Bloy, dunque, ha ragione. Tutti questi discorsi sono, in realtà, discorsi intorno al Male, discorsi
rivolti al Diavolo o che si riferiscono al Diavolo, anche se il suo nome non è mai pronunciato dai
suoi inconsapevoli servitori. E Satana ascolta questi innumerevoli, ripetuti, quotidiani discorsi in
silenzio. Che cosa, infatti, potrebbe rispondere? Gli uomini parlano il suo linguaggio, parafrasano
i suoi principi, obbediscono ai suoi voleri. Il Diavolo non ha nulla da dire, nulla da replicare.
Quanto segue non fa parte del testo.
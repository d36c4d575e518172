mod logging;
mod session;

pub use logging::ARG_VERBOSITY;
pub use session::{ARG_ADMIN_KEY, ARG_BASE_URL, ARG_STATE_FILE};

use clap::{
    builder::styling::{AnsiColor, Effects, Styles},
    ColorChoice, Command,
};

#[must_use]
pub fn new() -> Command {
    let styles = Styles::styled()
        .header(AnsiColor::Yellow.on_default() | Effects::BOLD)
        .usage(AnsiColor::Green.on_default() | Effects::BOLD)
        .literal(AnsiColor::Blue.on_default() | Effects::BOLD)
        .placeholder(AnsiColor::Green.on_default());

    let long_version: &'static str = Box::leak(
        format!("{} - {}", env!("CARGO_PKG_VERSION"), crate::GIT_COMMIT_HASH).into_boxed_str(),
    );

    let command = Command::new("admin-session")
        .about(env!("CARGO_PKG_DESCRIPTION"))
        .version(env!("CARGO_PKG_VERSION"))
        .long_version(long_version)
        .color(ColorChoice::Auto)
        .styles(styles);

    let command = session::with_args(command);
    let command = session::subcommands(command);
    logging::with_args(command)
}
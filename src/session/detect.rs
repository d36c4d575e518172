//! Pure CSRF token detection over response headers and cookie maps.
//!
//! Both detectors try the configured name first (case-insensitive) and then
//! fall back to the first name containing `csrf` or `xsrf`. They return the
//! matched name so the caller can adopt it for future requests. Nothing here
//! touches the network or session state.

use regex::Regex;
use reqwest::header::{HeaderMap, SET_COOKIE};
use std::{borrow::Cow, collections::BTreeMap, sync::OnceLock, time::Duration};

/// Cookie name to value, in name order.
pub type CookieMap = BTreeMap<String, String>;

/// Headers expressing the remaining token lifetime, in seconds.
pub const TTL_HEADERS: [&str; 4] = [
    "x-csrf-ttl",
    "x-csrf-ttl-seconds",
    "x-csrf-expires-in",
    "x-csrf-expires",
];

fn csrf_name_pattern() -> Option<&'static Regex> {
    static PATTERN: OnceLock<Option<Regex>> = OnceLock::new();
    PATTERN
        .get_or_init(|| Regex::new(r"(?i)csrf|xsrf").ok())
        .as_ref()
}

/// Whether a header or cookie name looks like it carries a CSRF token.
#[must_use]
pub fn looks_like_csrf(name: &str) -> bool {
    match csrf_name_pattern() {
        Some(pattern) => pattern.is_match(name),
        None => {
            let lowered = name.to_ascii_lowercase();
            lowered.contains("csrf") || lowered.contains("xsrf")
        }
    }
}

fn is_ttl_header(name: &str) -> bool {
    TTL_HEADERS
        .iter()
        .any(|candidate| candidate.eq_ignore_ascii_case(name))
}

fn header_text(headers: &HeaderMap, name: &str) -> Option<String> {
    headers
        .get_all(name)
        .iter()
        .filter_map(|value| value.to_str().ok())
        .map(str::trim)
        .find(|value| !value.is_empty())
        .map(str::to_string)
}

/// Finds a CSRF token in response headers.
#[must_use]
pub fn detect_header(headers: &HeaderMap, configured: &str) -> Option<(String, String)> {
    if !configured.trim().is_empty() {
        if let Some(value) = header_text(headers, configured.trim()) {
            return Some((configured.trim().to_string(), value));
        }
    }

    headers
        .keys()
        .map(|name| name.as_str())
        .filter(|name| !is_ttl_header(name) && looks_like_csrf(name))
        .find_map(|name| header_text(headers, name).map(|value| (name.to_string(), value)))
}

/// Finds a CSRF token in a cookie map.
#[must_use]
pub fn detect_cookie(cookies: &CookieMap, configured: &str) -> Option<(String, String)> {
    let usable = |value: &String| !value.trim().is_empty();

    if let Some((name, value)) = cookies
        .iter()
        .find(|(name, value)| name.eq_ignore_ascii_case(configured) && usable(value))
    {
        return Some((name.clone(), value.trim().to_string()));
    }

    cookies
        .iter()
        .find(|(name, value)| looks_like_csrf(name) && usable(value))
        .map(|(name, value)| (name.clone(), value.trim().to_string()))
}

/// Parses a `Cookie` request header (`a=1; b=2`).
#[must_use]
pub fn parse_cookie_header(raw: &str) -> CookieMap {
    raw.split(';').filter_map(split_pair).collect()
}

/// Parses the name and value of a single `Set-Cookie` header, ignoring attributes.
#[must_use]
pub fn parse_set_cookie(raw: &str) -> Option<(String, String)> {
    raw.split(';').next().and_then(split_pair)
}

/// Cookies set by a response through `Set-Cookie`.
#[must_use]
pub fn response_cookies(headers: &HeaderMap) -> CookieMap {
    headers
        .get_all(SET_COOKIE)
        .iter()
        .filter_map(|value| value.to_str().ok())
        .filter_map(parse_set_cookie)
        .collect()
}

fn split_pair(pair: &str) -> Option<(String, String)> {
    let (name, value) = pair.split_once('=')?;
    let name = name.trim();
    if name.is_empty() {
        return None;
    }
    let value = value.trim().trim_matches('"');
    Some((name.to_string(), decode_cookie_value(value)))
}

/// Decodes `%XX` escapes, keeping the raw value when it does not decode to UTF-8.
fn decode_cookie_value(value: &str) -> String {
    if !value.contains('%') {
        return value.to_string();
    }
    urlencoding::decode(value)
        .map(Cow::into_owned)
        .unwrap_or_else(|_| value.to_string())
}

/// Remaining token lifetime announced by the response, if any.
#[must_use]
pub fn ttl_from_headers(headers: &HeaderMap) -> Option<Duration> {
    TTL_HEADERS.iter().find_map(|name| {
        let seconds: f64 = header_text(headers, name)?.parse().ok()?;
        if seconds > 0.0 {
            Duration::try_from_secs_f64(seconds).ok()
        } else {
            None
        }
    })
}

#[cfg(test)]
mod tests {
    use super::*;
    use reqwest::header::{HeaderName, HeaderValue};

    fn headers(pairs: &[(&str, &str)]) -> HeaderMap {
        let mut map = HeaderMap::new();
        for (name, value) in pairs {
            if let (Ok(name), Ok(value)) = (
                HeaderName::from_bytes(name.as_bytes()),
                HeaderValue::from_str(value),
            ) {
                map.append(name, value);
            }
        }
        map
    }

    #[test]
    fn configured_header_wins_case_insensitively() {
        let map = headers(&[("x-other-csrf", "other"), ("X-CSRF-Token", "primary")]);
        assert_eq!(
            detect_header(&map, "x-csrf-token"),
            Some(("x-csrf-token".to_string(), "primary".to_string()))
        );
    }

    #[test]
    fn fallback_adopts_any_csrf_like_header() {
        let map = headers(&[("content-type", "application/json"), ("X-Test-CSRF", "abc123")]);
        let (name, value) = detect_header(&map, "X-CSRF-Token").unwrap_or_default();
        assert!(name.eq_ignore_ascii_case("X-Test-CSRF"));
        assert_eq!(value, "abc123");

        let map = headers(&[("X-XSRF-Value", "xyz")]);
        assert_eq!(
            detect_header(&map, "X-CSRF-Token").map(|(_, value)| value),
            Some("xyz".to_string())
        );
    }

    #[test]
    fn ttl_headers_and_blank_values_are_not_tokens() {
        let map = headers(&[("X-CSRF-TTL", "30"), ("X-CSRF-Expires-In", "30")]);
        assert_eq!(detect_header(&map, "X-CSRF-Token"), None);

        let map = headers(&[("X-CSRF-Token", "  ")]);
        assert_eq!(detect_header(&map, "X-CSRF-Token"), None);
    }

    #[test]
    fn cookie_detection_prefers_configured_name() {
        let cookies = parse_cookie_header("my_csrf=fallback; XSRF-TOKEN=primary; theme=dark");
        assert_eq!(
            detect_cookie(&cookies, "xsrf-token"),
            Some(("XSRF-TOKEN".to_string(), "primary".to_string()))
        );

        let cookies = parse_cookie_header("theme=dark; my_csrf=fallback");
        assert_eq!(
            detect_cookie(&cookies, "XSRF-TOKEN"),
            Some(("my_csrf".to_string(), "fallback".to_string()))
        );

        let cookies = parse_cookie_header("theme=dark; session=1");
        assert_eq!(detect_cookie(&cookies, "XSRF-TOKEN"), None);
    }

    #[test]
    fn set_cookie_attributes_are_ignored() {
        assert_eq!(
            parse_set_cookie("XSRF-TOKEN=abc%3D%3D; Path=/; SameSite=Strict"),
            Some(("XSRF-TOKEN".to_string(), "abc==".to_string()))
        );
        assert_eq!(parse_set_cookie("garbage"), None);

        let map = headers(&[
            ("set-cookie", "XSRF-TOKEN=one; Path=/"),
            ("set-cookie", "access_token=two; HttpOnly"),
        ]);
        let cookies = response_cookies(&map);
        assert_eq!(cookies.get("XSRF-TOKEN").map(String::as_str), Some("one"));
        assert_eq!(cookies.get("access_token").map(String::as_str), Some("two"));
    }

    #[test]
    fn malformed_percent_sequences_are_kept() {
        assert_eq!(decode_cookie_value("a%2"), "a%2");
        assert_eq!(decode_cookie_value("a%zz"), "a%zz");
        assert_eq!(decode_cookie_value("%41b"), "Ab");
    }

    #[test]
    fn ttl_is_read_from_any_candidate() {
        let map = headers(&[("X-CSRF-Expires-In", "90")]);
        assert_eq!(ttl_from_headers(&map), Some(Duration::from_secs(90)));

        let map = headers(&[("X-CSRF-TTL", "1.5")]);
        assert_eq!(ttl_from_headers(&map), Some(Duration::from_millis(1_500)));

        let map = headers(&[("X-CSRF-TTL", "soon"), ("X-CSRF-Expires", "-4")]);
        assert_eq!(ttl_from_headers(&map), None);
    }

    #[test]
    fn out_of_range_ttl_values_are_ignored() {
        for raw in ["1e30", "inf", "-inf", "NaN", "-5", "0", "1e400"] {
            let map = headers(&[("X-CSRF-TTL", raw)]);
            assert_eq!(ttl_from_headers(&map), None, "value {raw}");
        }

        // A later candidate still applies when an earlier one is unusable.
        let map = headers(&[("X-CSRF-TTL", "1e30"), ("X-CSRF-Expires-In", "45")]);
        assert_eq!(ttl_from_headers(&map), Some(Duration::from_secs(45)));
    }
}
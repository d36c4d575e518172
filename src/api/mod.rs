//! API client with CSRF synchronization, one-shot auth refresh and bounded
//! rate-limit retry.
//!
//! Flow Overview:
//! 1) Validate the request and assemble headers from the session context.
//! 2) Send through the [`Transport`], racing the caller's cancellation token.
//! 3) Synchronize the CSRF store from the response headers and cookies.
//! 4) On 429 with a usable `Retry-After`, wait once and re-send.
//! 5) On 401 (first attempt, not the refresh endpoint), POST the refresh
//!    endpoint once and re-send once on success.
//! 6) Classify whatever non-2xx response remains and apply its side effects.
//!
//! Concurrent requests do not coordinate: two simultaneous 401s each make their
//! own refresh call.

pub mod auth;
pub mod classify;
pub mod request;
pub mod response;
pub mod retry_after;
pub mod transport;

pub use request::ApiRequest;
pub use response::ApiResponse;
pub use transport::{HttpRequest, HttpResponse, ReqwestTransport, Transport};

use crate::{
    errors::SessionError,
    notify::Notice,
    session::{detect, SessionContext},
};
use bytes::Bytes;
use reqwest::StatusCode;
use serde::{de::DeserializeOwned, Serialize};
use std::{sync::Arc, time::Duration};
use tokio_util::sync::CancellationToken;
use tracing::{debug, instrument, trace, warn};

/// Rate-limit retries allowed per logical request.
const MAX_RATE_LIMIT_RETRIES: u32 = 1;

pub const RATE_LIMIT_GIVE_UP_MESSAGE: &str = "Too many requests. Please try again later.";

/// Lifecycle of one logical request.
#[derive(Clone, Copy, Debug, PartialEq, Eq)]
pub enum RequestState {
    Init,
    Sent,
    Refreshing,
    RetrySent,
    Done,
    Failed,
}

impl RequestState {
    #[must_use]
    pub fn on_dispatch(self) -> Self {
        match self {
            Self::Init => Self::Sent,
            other => other,
        }
    }

    /// Transition for a terminal response, or a 401 eligible for refresh.
    #[must_use]
    pub fn on_response(self, status: StatusCode, refresh_allowed: bool) -> Self {
        let ok = status.is_success() || status == StatusCode::NOT_MODIFIED;
        match self {
            Self::Sent if status == StatusCode::UNAUTHORIZED && refresh_allowed => Self::Refreshing,
            Self::Sent => Self::Done,
            Self::RetrySent if ok => Self::Done,
            Self::RetrySent => Self::Failed,
            other => other,
        }
    }

    #[must_use]
    pub fn on_refresh(self, refreshed: bool) -> Self {
        match self {
            Self::Refreshing if refreshed => Self::RetrySent,
            Self::Refreshing => Self::Failed,
            other => other,
        }
    }
}

#[derive(Clone)]
pub struct ApiClient {
    context: Arc<SessionContext>,
    transport: Arc<dyn Transport>,
}

impl ApiClient {
    pub fn new(context: Arc<SessionContext>, transport: Arc<dyn Transport>) -> Self {
        Self { context, transport }
    }

    /// Client over a [`ReqwestTransport`] configured from the context.
    /// # Errors
    /// Returns `Config` if the HTTP client cannot be constructed.
    pub fn with_reqwest(context: Arc<SessionContext>) -> Result<Self, SessionError> {
        let transport = ReqwestTransport::new(context.config())?;
        Ok(Self::new(context, Arc::new(transport)))
    }

    #[must_use]
    pub fn context(&self) -> &Arc<SessionContext> {
        &self.context
    }

    #[must_use]
    pub fn transport(&self) -> &Arc<dyn Transport> {
        &self.transport
    }

    /// Executes one logical request.
    /// # Errors
    /// Returns `InvalidRequest` before any network call for malformed requests,
    /// `Cancelled` when the token fires, `Network`/`Timeout` from the transport and
    /// `Api` with a classified error for non-2xx responses.
    #[instrument(skip_all, fields(method = %request.method, path = %request.path))]
    pub async fn execute(&self, request: ApiRequest) -> Result<ApiResponse, SessionError> {
        request.validate()?;
        let config = self.context.config();
        let url = config.url_for(&request.path);
        let body = request.encoded_body()?;
        let cancel = request.cancel.clone().unwrap_or_default();
        let refresh_eligible = request.retry && !config.is_refresh_path(&request.path);

        let mut state = RequestState::Init;
        let mut attempts = 0u32;
        let mut rate_limit_retries = 0u32;

        loop {
            if cancel.is_cancelled() {
                return Err(SessionError::Cancelled);
            }
            state = state.on_dispatch();
            attempts += 1;

            let response = self
                .send_once(&request, &url, body.clone(), attempts, &cancel)
                .await?;
            let status = response.status;

            if status.is_success() || status == StatusCode::NOT_MODIFIED {
                state = state.on_response(status, false);
                trace!(?state, attempts, "request finished");
                return Ok(ApiResponse {
                    status,
                    headers: response.headers,
                    body: response.body,
                    attempts,
                });
            }

            if status == StatusCode::TOO_MANY_REQUESTS && state == RequestState::Sent {
                let delay = retry_after::retry_delay(&response.headers, self.context.now_ms());
                if let Some(delay) = delay.filter(|_| rate_limit_retries < MAX_RATE_LIMIT_RETRIES) {
                    rate_limit_retries += 1;
                    self.wait_for_rate_limit(delay, &cancel).await?;
                    continue;
                }
            }

            state = state.on_response(status, refresh_eligible && attempts == 1);
            if state == RequestState::Refreshing {
                if cancel.is_cancelled() {
                    return Err(SessionError::Cancelled);
                }
                let refreshed = match self.refresh_round_trip(&cancel).await {
                    Ok(()) => true,
                    Err(SessionError::Cancelled) => return Err(SessionError::Cancelled),
                    Err(err) => {
                        warn!("Session refresh failed: {err}");
                        false
                    }
                };
                state = state.on_refresh(refreshed);
                if state == RequestState::RetrySent {
                    continue;
                }
            }

            trace!(?state, attempts, %status, "request failed");
            if status == StatusCode::TOO_MANY_REQUESTS {
                self.context.notify(Notice::error(RATE_LIMIT_GIVE_UP_MESSAGE));
            }
            return Err(self.fail(&request.path, &response));
        }
    }

    /// GET `path` and decode the JSON body.
    /// # Errors
    /// See [`ApiClient::execute`]; also `Parse` when the body does not match `T`.
    pub async fn get_json<T: DeserializeOwned>(&self, path: &str) -> Result<T, SessionError> {
        self.execute(ApiRequest::get(path)).await?.json()
    }

    /// POST a JSON body to `path` and decode the JSON response.
    /// # Errors
    /// See [`ApiClient::execute`]; also `Serialization` and `Parse`.
    pub async fn post_json<B: Serialize, T: DeserializeOwned>(
        &self,
        path: &str,
        body: &B,
    ) -> Result<T, SessionError> {
        self.execute(ApiRequest::post(path).json(body)?).await?.json()
    }

    /// DELETE `path`, ignoring any response body.
    /// # Errors
    /// See [`ApiClient::execute`].
    pub async fn delete(&self, path: &str) -> Result<(), SessionError> {
        self.execute(ApiRequest::delete(path)).await.map(|_| ())
    }

    async fn send_once(
        &self,
        request: &ApiRequest,
        url: &str,
        body: Option<Bytes>,
        attempt: u32,
        cancel: &CancellationToken,
    ) -> Result<HttpResponse, SessionError> {
        let cookies = self.transport.cookies(url);
        let headers = request::build_headers(&self.context, request, &cookies)?;
        debug!(attempt, method = %request.method, path = %request.path, "sending request");

        let outgoing = HttpRequest {
            method: request.method.clone(),
            url: url.to_string(),
            headers,
            body,
        };
        let response = tokio::select! {
            biased;
            () = cancel.cancelled() => return Err(SessionError::Cancelled),
            result = self.transport.send(outgoing) => result?,
        };

        self.synchronize(url, &response);
        Ok(response)
    }

    /// Response synchronizer: jar cookies overlaid with this response's `Set-Cookie`.
    fn synchronize(&self, url: &str, response: &HttpResponse) {
        let mut cookies = self.transport.cookies(url);
        cookies.extend(detect::response_cookies(&response.headers));
        if self
            .context
            .sync_from_response(&response.headers, &cookies)
            .is_some()
        {
            trace!("csrf token synchronized from response");
        }
    }

    async fn wait_for_rate_limit(
        &self,
        delay: Duration,
        cancel: &CancellationToken,
    ) -> Result<(), SessionError> {
        if cancel.is_cancelled() {
            return Err(SessionError::Cancelled);
        }
        let seconds = delay.as_secs().max(1);
        let unit = if seconds == 1 { "second" } else { "seconds" };
        self.context.notify(Notice::info(format!(
            "Too many requests. Retrying in {seconds} {unit}."
        )));
        debug!(seconds, "waiting before rate-limit retry");

        tokio::select! {
            biased;
            () = cancel.cancelled() => Err(SessionError::Cancelled),
            () = tokio::time::sleep(delay) => Ok(()),
        }
    }

    /// One POST to the refresh endpoint. Never refreshes recursively.
    async fn refresh_round_trip(&self, cancel: &CancellationToken) -> Result<(), SessionError> {
        let config = self.context.config();
        let request = ApiRequest::post(config.refresh_path.clone()).without_retry();
        let url = config.url_for(&request.path);
        debug!("refreshing session");

        let response = self.send_once(&request, &url, None, 1, cancel).await?;
        if response.status.is_success() {
            self.context.sync_from_body(&response.body);
            Ok(())
        } else {
            Err(SessionError::Api(classify::classify(
                response.status,
                &response.headers,
                &response.body,
                self.context.now_ms(),
            )))
        }
    }

    fn fail(&self, path: &str, response: &HttpResponse) -> SessionError {
        let error = classify::classify(
            response.status,
            &response.headers,
            &response.body,
            self.context.now_ms(),
        );
        classify::apply_side_effects(&self.context, &error, path);
        SessionError::Api(error)
    }
}

#[cfg(test)]
mod tests {
    use super::*;

    #[test]
    fn first_attempt_401_moves_to_refreshing() {
        let state = RequestState::Init.on_dispatch();
        assert_eq!(state, RequestState::Sent);
        assert_eq!(
            state.on_response(StatusCode::UNAUTHORIZED, true),
            RequestState::Refreshing
        );
        assert_eq!(
            state.on_response(StatusCode::UNAUTHORIZED, false),
            RequestState::Done
        );
        assert_eq!(state.on_response(StatusCode::NOT_FOUND, true), RequestState::Done);
    }

    #[test]
    fn refresh_outcome_decides_retry_or_failure() {
        let refreshing = RequestState::Refreshing;
        assert_eq!(refreshing.on_refresh(true), RequestState::RetrySent);
        assert_eq!(refreshing.on_refresh(false), RequestState::Failed);

        let retry = refreshing.on_refresh(true).on_dispatch();
        assert_eq!(retry, RequestState::RetrySent);
        assert_eq!(retry.on_response(StatusCode::OK, true), RequestState::Done);
        assert_eq!(
            retry.on_response(StatusCode::UNAUTHORIZED, true),
            RequestState::Failed
        );
    }
}
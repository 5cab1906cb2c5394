pub mod app_settings;
pub mod event;
pub mod persistence;
pub mod store;
pub mod ui_state;

pub use app_settings::AppSettings;
pub use event::{Event, EventData};
pub use persistence::Persistable;
pub use store::{DaySubscriber, EventStore, SubscriptionId};
pub use ui_state::UiState;
#[cfg(test)]
mod tests {
    use super::*;
    use crate::data::EventData;

    fn key(s: &str) -> DayKey {
        DayKey::parse_iso(s)
    }

    fn make_app(today: &str, events: Vec<Event>) -> App {
        let mut data = EventData::default();
        for e in events {
            data.add(e);
        }
        let saved = UiState {
            selected_day: key(today).millis(),
            ..UiState::default()
        };
        App::new(
            EventStore::new(data),
            AppSettings::default(),
            &saved,
            key(today),
        )
    }

    /// Run a few ticks so queued fetches complete and growth settles.
    fn settle(app: &mut App) {
        for _ in 0..4 {
            app.tick();
        }
    }

    // ── day_cell_style tests ──────────────────────────────────────────────────

    #[test]
    fn test_style_selected() {
        let s = day_cell_style(true, false, false, false);
        assert_eq!(
            s,
            Style::default()
                .fg(Color::Black)
                .bg(Color::White)
                .add_modifier(Modifier::BOLD)
        );
    }

    #[test]
    fn test_style_today() {
        let s = day_cell_style(false, true, false, false);
        assert_eq!(s, Style::default().add_modifier(Modifier::REVERSED | Modifier::BOLD));
    }

    #[test]
    fn test_style_weekend_beats_event() {
        let s = day_cell_style(false, false, true, true);
        assert_eq!(s, Style::default().add_modifier(Modifier::DIM));
    }

    #[test]
    fn test_style_has_event() {
        let s = day_cell_style(false, false, false, true);
        assert_eq!(s, Style::default().fg(Color::Cyan));
    }

    #[test]
    fn test_style_plain() {
        assert_eq!(day_cell_style(false, false, false, false), Style::default());
    }

    // ── helper tests ──────────────────────────────────────────────────────────

    #[test]
    fn test_weekday_header_respects_week_start() {
        assert_eq!(weekday_header(Weekday::Sun), "Su Mo Tu We Th Fr Sa");
        assert_eq!(weekday_header(Weekday::Mon), "Mo Tu We Th Fr Sa Su");
    }

    #[test]
    fn test_split_time_prefix() {
        assert_eq!(
            split_time_prefix("09:30 Standup"),
            (Some("09:30".to_string()), "Standup")
        );
        assert_eq!(split_time_prefix("Lunch with Sam"), (None, "Lunch with Sam"));
        // A bare time with no title is a title, not a time
        assert_eq!(split_time_prefix("09:30"), (None, "09:30"));
        assert_eq!(split_time_prefix("25:00 Impossible"), (None, "25:00 Impossible"));
    }

    // ── app behavior tests ────────────────────────────────────────────────────

    #[test]
    fn test_startup_selects_saved_day_and_sets_title() {
        let mut app = make_app("2025-05-20", vec![]);
        settle(&mut app);
        assert_eq!(app.selected_day(), key("2025-05-20"));
        assert_eq!(app.title(), "May 2025");
    }

    #[test]
    fn test_arrow_keys_move_selection() {
        let mut app = make_app("2025-05-20", vec![]);
        settle(&mut app);
        app.handle_key(KeyCode::Right, KeyModifiers::NONE);
        assert_eq!(app.selected_day(), key("2025-05-21"));
        app.handle_key(KeyCode::Up, KeyModifiers::NONE);
        assert_eq!(app.selected_day(), key("2025-05-14"));
        settle(&mut app);
        assert_eq!(app.title(), "May 2025");
    }

    #[test]
    fn test_selection_into_next_month_pages_pager() {
        let mut app = make_app("2025-05-31", vec![]);
        settle(&mut app);
        assert_eq!(app.pager.active_month(), key("2025-05-01"));
        app.handle_key(KeyCode::Right, KeyModifiers::NONE);
        assert_eq!(app.selected_day(), key("2025-06-01"));
        assert_eq!(app.pager.active_month(), key("2025-06-01"));
    }

    #[test]
    fn test_month_swipe_keeps_day_of_month_clamped() {
        let mut app = make_app("2025-05-31", vec![]);
        settle(&mut app);
        app.handle_key(KeyCode::Char(']'), KeyModifiers::NONE);
        // June has 30 days; the 31st clamps
        assert_eq!(app.selected_day(), key("2025-06-30"));
        assert_eq!(app.pager.active_month(), key("2025-06-01"));
        app.handle_key(KeyCode::Char('['), KeyModifiers::NONE);
        assert_eq!(app.selected_day(), key("2025-05-30"));
    }

    #[test]
    fn test_scrolling_agenda_updates_selection() {
        let mut app = make_app("2025-05-20", vec![]);
        settle(&mut app);
        let before = app.selected_day();
        // Two rows per unbound day: scrolling two rows reaches the next day
        app.handle_key(KeyCode::Char('j'), KeyModifiers::NONE);
        app.handle_key(KeyCode::Char('j'), KeyModifiers::NONE);
        settle(&mut app);
        assert_eq!(app.selected_day(), before.add_days(1));
    }

    #[test]
    fn test_add_event_reaches_store_and_window() {
        let mut app = make_app("2025-05-20", vec![]);
        settle(&mut app);
        app.handle_key(KeyCode::Char('a'), KeyModifiers::NONE);
        for c in "09:30 Standup".chars() {
            app.handle_key(KeyCode::Char(c), KeyModifiers::NONE);
        }
        app.handle_key(KeyCode::Enter, KeyModifiers::NONE);
        settle(&mut app);
        let events = app.store().data().events_for(key("2025-05-20"));
        assert_eq!(events.len(), 1);
        assert_eq!(events[0].title, "Standup");
        assert_eq!(events[0].time.as_deref(), Some("09:30"));
    }

    #[test]
    fn test_delete_event_updates_store() {
        let mut app = make_app(
            "2025-05-20",
            vec![Event::on_day("2025-05-20", "Doomed")],
        );
        settle(&mut app);
        app.handle_key(KeyCode::Char('d'), KeyModifiers::NONE);
        app.handle_key(KeyCode::Enter, KeyModifiers::NONE);
        settle(&mut app);
        assert!(app.store().data().events_for(key("2025-05-20")).is_empty());
    }

    #[test]
    fn test_today_reset_is_idempotent() {
        let mut app = make_app("2025-05-20", vec![]);
        settle(&mut app);
        app.handle_key(KeyCode::Char('t'), KeyModifiers::NONE);
        let today = DayKey::today();
        assert_eq!(app.selected_day(), today);
        settle(&mut app);
        app.handle_key(KeyCode::Char('t'), KeyModifiers::NONE);
        assert_eq!(app.selected_day(), today);
    }

    #[test]
    fn test_quit_keys() {
        let mut app = make_app("2025-05-20", vec![]);
        assert!(app.handle_key(KeyCode::Char('q'), KeyModifiers::NONE));
        assert!(app.handle_key(KeyCode::Char('c'), KeyModifiers::CONTROL));
        assert!(!app.handle_key(KeyCode::Char('x'), KeyModifiers::NONE));
    }

    #[test]
    fn test_tab_toggles_month_grid() {
        let mut app = make_app("2025-05-20", vec![]);
        assert!(app.show_month);
        app.handle_key(KeyCode::Tab, KeyModifiers::NONE);
        assert!(!app.show_month);
        assert!(!app.snapshot().show_month);
    }

    #[test]
    fn test_snapshot_roundtrips_through_new() {
        let mut app = make_app("2025-05-20", vec![]);
        settle(&mut app);
        app.handle_key(KeyCode::Right, KeyModifiers::NONE);
        settle(&mut app);
        let snapshot = app.snapshot();
        let restored = App::new(
            EventStore::new(EventData::default()),
            AppSettings::default(),
            &snapshot,
            key("2025-05-20"),
        );
        assert_eq!(restored.selected_day(), key("2025-05-21"));
        assert_eq!(restored.pager.anchor(), app.pager.anchor());
    }

    #[test]
    fn test_fetch_results_bind_into_window() {
        let mut app = make_app(
            "2025-05-20",
            vec![Event::on_day("2025-05-20", "Visible")],
        );
        settle(&mut app);
        // The selected day's header is at the viewport top; its event row
        // follows once the fetch delivered
        let header = app.agenda_offset;
        match app.window.row_at(header + 1) {
            Some(AgendaRow::Event { title, .. }) => assert_eq!(title, "Visible"),
            other => panic!("expected bound event row, got {:?}", other),
        }
    }

    #[test]
    fn test_modal_locks_binding_until_closed() {
        let mut app = make_app("2025-05-20", vec![]);
        settle(&mut app);
        app.handle_key(KeyCode::Char('a'), KeyModifiers::NONE);
        assert!(app.window.is_locked());
        app.handle_key(KeyCode::Esc, KeyModifiers::NONE);
        assert!(!app.window.is_locked());
    }
}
Hanno imparato bene la sua lezione, si occupano di lui e soltanto di lui, anche senza nominarlo. Il
Diavolo ascolta in silenzio, per non turbare la disciplina dei suoi allievi: la sua ora di parlare
verrà.

Osiamo affermare che quell’ora è venuta: ora il Diavolo è uscito dal suo silenzio e si è messo a
parlare. Parla per bocca dei teologi, dei cardinali e dei vescovi; parla per bocca di sacerdoti, frati e
suore; parla per bocca di catechisti, insegnanti di religiose, diaconi e semplici fedeli: tutti insieme a
dire cose che fanno piacere a lui solo, ma non possono assolutamente piacere a Dio. Si mostrano
possibilisti sull’aborto, l’eutanasia, le unioni omosessuali: e come potrebbero piacere simili discorsi
al Dio del Vangelo? Viceversa, piacciono al principe del mondo: è lui che parla, per mezzo dei suoi
ventriloqui. I cattolici “moderni”, che invocano sempre un non meglio precisato “spirito conciliare”,
cioè un cattolicesimo fatto a loro misura, manipolato e adulterato secondo i loro desideri, per
scusare le loro debolezze e giustificare i loro peccati, tutti costoro non sono che i miseri ventriloqui
del Diavolo. Sì, lo sappiamo: questo linguaggio è troppo duro, pare quello di Savonarola. Perfino
parlare del Diavolo è diventato inopportuno: né mancano gli eccellenti corifei del signore argentino,
come Sosa Abascal, il generale dei gesuiti, che dicono chiaro e tondo, e lo dicono ad un giornale
mondano, non in certo in chiesa, che il Diavolo non esiste, non è mai esistito, è solo un’allegoria del
male. Lo dicono così, bel bello, bruciando duemila anni di Magistero e, soprattutto, contraddicendo
frontalmente i Vangeli, nei quali si parla del Diavolo, eccome, e lo si vede a tu per tu con Gesù
Cristo. Tutta la vita di Gesù è stata una lotta contro il Diavolo; o meglio, una lotta del Diavolo
contro di Lui. Ha cercato di farlo morire nella culla, ispirando a Erode la strage degli innocenti; lo
ha tentato nel deserto, lo ha esortato al suicidio, ha provato in ogni modo a distoglierlo, a sviarlo;
poi è entrato nel cuore di uno dei dodici, e lo ha spinto a tradire il Maestro; era acquattato nell’orto
degli ulivi per indurlo alla disperazione, ed era lì, anche lui, ai piedi della croce, a godersi lo
spettacolo della Passione e a spiare se per caso Gesù, nell’ora suprema, avrebbe rinnegato il Padre
celeste, o se avrebbe maledetto i suoi aguzzini. Invece Gesù disse: Padre, perdona loro, perché non
sanno quello che fanno; e poi, prima di spirare: Padre, nelle tua mani rimetto il mio Spirito. Gesù
ha sconfitto il Diavolo; ma ora il Diavolo si sta prendendo la rivincita sugli apostati del Vangelo,
seminando false dottrine nel clero infedele, spingendo le anime nella confusione, nel turbamento e
nell’angoscia. Sta seminando di scandali la Chiesa, sta sospingendo monsignori e sacerdoti nelle
braccia della lussuria, li spinge a violentare i seminaristi, i giovani preti, le parrocchiane bisognose
di consiglio. Trionfa delle loro debolezze, e, quel che è peggio, li induce a dichiarare che il peccato
è abolito, che non c’è più, che Dio ci vuole tutti liberi e felici. Liberi e felici, sì: anche di dannarci?